---- Records shown
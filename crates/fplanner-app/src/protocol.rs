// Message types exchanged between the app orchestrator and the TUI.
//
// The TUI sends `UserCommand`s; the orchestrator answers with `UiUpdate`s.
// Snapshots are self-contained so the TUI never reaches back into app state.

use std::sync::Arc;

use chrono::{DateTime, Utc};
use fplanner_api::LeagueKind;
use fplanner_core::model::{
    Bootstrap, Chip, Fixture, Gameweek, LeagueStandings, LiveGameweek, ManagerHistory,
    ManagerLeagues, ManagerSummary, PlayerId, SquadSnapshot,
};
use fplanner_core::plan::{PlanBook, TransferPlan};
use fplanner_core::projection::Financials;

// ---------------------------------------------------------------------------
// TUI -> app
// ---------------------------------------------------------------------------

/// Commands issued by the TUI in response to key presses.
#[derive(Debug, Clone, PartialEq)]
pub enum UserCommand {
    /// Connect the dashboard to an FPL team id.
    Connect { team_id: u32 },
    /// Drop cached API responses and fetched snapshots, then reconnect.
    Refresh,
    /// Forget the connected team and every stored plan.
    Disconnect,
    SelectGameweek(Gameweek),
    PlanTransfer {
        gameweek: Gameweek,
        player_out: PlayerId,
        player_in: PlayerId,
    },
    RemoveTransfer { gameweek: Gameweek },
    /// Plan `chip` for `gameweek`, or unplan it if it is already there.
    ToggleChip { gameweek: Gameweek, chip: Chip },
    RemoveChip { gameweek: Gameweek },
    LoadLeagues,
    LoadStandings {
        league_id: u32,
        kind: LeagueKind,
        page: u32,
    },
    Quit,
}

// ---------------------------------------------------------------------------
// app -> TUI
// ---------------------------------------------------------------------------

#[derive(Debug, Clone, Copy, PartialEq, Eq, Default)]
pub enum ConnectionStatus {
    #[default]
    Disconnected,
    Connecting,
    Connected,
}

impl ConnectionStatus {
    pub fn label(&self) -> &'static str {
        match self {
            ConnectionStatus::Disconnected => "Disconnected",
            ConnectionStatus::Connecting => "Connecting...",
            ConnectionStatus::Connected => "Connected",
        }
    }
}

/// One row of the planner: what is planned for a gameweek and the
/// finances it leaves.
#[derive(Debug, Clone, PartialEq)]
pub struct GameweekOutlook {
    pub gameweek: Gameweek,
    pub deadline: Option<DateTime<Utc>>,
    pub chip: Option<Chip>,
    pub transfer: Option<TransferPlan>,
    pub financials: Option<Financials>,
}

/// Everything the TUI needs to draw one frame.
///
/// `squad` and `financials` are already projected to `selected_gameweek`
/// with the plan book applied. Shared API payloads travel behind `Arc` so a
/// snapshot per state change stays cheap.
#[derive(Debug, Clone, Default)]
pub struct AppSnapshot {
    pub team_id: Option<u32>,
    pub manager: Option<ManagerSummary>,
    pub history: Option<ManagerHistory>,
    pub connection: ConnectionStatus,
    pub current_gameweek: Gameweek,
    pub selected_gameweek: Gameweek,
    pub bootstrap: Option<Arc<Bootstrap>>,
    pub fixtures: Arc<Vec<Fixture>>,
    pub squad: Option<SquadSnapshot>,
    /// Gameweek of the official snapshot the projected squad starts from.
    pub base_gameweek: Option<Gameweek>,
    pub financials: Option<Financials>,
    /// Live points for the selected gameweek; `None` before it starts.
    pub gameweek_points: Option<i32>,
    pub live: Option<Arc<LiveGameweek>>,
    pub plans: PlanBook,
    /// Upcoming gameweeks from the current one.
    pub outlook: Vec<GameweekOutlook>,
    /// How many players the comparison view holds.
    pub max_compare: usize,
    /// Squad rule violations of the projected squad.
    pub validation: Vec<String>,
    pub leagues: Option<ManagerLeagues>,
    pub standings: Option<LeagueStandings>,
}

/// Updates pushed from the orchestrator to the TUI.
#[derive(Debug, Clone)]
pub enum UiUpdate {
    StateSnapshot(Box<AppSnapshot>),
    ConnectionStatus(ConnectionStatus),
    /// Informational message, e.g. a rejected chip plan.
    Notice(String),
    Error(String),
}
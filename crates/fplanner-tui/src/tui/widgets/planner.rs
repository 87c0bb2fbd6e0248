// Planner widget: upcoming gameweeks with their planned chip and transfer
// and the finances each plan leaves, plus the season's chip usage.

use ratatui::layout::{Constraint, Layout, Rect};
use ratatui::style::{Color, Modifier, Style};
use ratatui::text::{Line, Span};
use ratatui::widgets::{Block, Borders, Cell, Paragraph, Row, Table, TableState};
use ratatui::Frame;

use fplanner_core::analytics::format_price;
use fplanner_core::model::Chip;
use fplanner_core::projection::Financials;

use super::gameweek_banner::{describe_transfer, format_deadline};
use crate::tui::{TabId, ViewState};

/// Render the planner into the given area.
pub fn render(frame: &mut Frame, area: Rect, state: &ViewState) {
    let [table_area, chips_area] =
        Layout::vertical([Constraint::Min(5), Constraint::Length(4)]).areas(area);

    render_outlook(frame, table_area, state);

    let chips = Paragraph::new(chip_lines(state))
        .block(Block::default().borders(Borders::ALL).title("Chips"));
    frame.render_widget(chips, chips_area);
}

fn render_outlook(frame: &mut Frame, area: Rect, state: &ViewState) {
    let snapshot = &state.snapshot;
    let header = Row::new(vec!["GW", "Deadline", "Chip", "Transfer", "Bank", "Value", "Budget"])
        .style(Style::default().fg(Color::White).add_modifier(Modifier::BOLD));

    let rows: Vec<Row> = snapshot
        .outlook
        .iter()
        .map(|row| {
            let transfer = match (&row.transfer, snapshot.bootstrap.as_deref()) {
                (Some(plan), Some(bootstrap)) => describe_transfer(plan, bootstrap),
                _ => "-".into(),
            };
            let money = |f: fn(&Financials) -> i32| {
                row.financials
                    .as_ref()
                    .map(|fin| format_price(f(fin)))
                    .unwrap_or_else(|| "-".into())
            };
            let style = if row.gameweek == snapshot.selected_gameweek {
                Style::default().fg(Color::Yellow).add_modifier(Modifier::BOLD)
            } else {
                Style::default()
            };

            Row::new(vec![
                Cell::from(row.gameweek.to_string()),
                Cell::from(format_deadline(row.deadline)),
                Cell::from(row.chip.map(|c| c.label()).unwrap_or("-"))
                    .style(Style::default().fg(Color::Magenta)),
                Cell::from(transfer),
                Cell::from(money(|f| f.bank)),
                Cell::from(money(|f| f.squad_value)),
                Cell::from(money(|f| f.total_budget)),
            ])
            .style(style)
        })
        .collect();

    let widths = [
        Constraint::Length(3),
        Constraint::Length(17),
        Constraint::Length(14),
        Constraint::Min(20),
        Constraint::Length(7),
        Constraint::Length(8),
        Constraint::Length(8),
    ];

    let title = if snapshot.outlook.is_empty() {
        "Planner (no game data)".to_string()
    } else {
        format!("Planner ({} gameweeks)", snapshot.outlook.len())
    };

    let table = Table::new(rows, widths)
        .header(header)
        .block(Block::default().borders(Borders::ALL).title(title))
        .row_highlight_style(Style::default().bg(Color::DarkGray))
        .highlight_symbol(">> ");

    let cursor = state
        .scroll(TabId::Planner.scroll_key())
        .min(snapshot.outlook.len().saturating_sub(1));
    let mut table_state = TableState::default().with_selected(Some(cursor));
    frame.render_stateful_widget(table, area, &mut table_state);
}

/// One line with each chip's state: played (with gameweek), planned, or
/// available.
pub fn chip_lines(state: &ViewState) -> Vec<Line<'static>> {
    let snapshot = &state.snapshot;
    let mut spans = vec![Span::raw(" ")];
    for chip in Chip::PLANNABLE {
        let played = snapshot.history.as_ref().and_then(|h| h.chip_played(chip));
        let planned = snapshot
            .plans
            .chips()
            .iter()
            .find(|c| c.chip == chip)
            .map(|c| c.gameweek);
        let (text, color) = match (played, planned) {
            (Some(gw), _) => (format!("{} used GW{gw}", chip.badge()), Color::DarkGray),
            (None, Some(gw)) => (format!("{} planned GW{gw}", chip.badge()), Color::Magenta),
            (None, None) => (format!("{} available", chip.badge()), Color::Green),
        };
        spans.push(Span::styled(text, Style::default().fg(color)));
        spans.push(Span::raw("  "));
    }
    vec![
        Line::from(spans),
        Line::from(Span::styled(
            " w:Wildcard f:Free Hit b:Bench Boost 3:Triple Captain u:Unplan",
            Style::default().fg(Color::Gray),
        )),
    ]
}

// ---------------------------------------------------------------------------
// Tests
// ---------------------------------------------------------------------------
--------
### What this task involves
In the listing above, find the line holding "rejected chip plan." and the line holding "season's chip usage.", then output those two lines and every line between them exactly.

### Response box
    /// Informational message, e.g. a rejected chip plan.
    Notice(String),
    Error(String),
}
filename crates/fplanner-tui/src/tui/widgets/planner.rs
repository 87c0bb2fbd6e0248
// Planner widget: upcoming gameweeks with their planned chip and transfer
// and the finances each plan leaves, plus the season's chip usage.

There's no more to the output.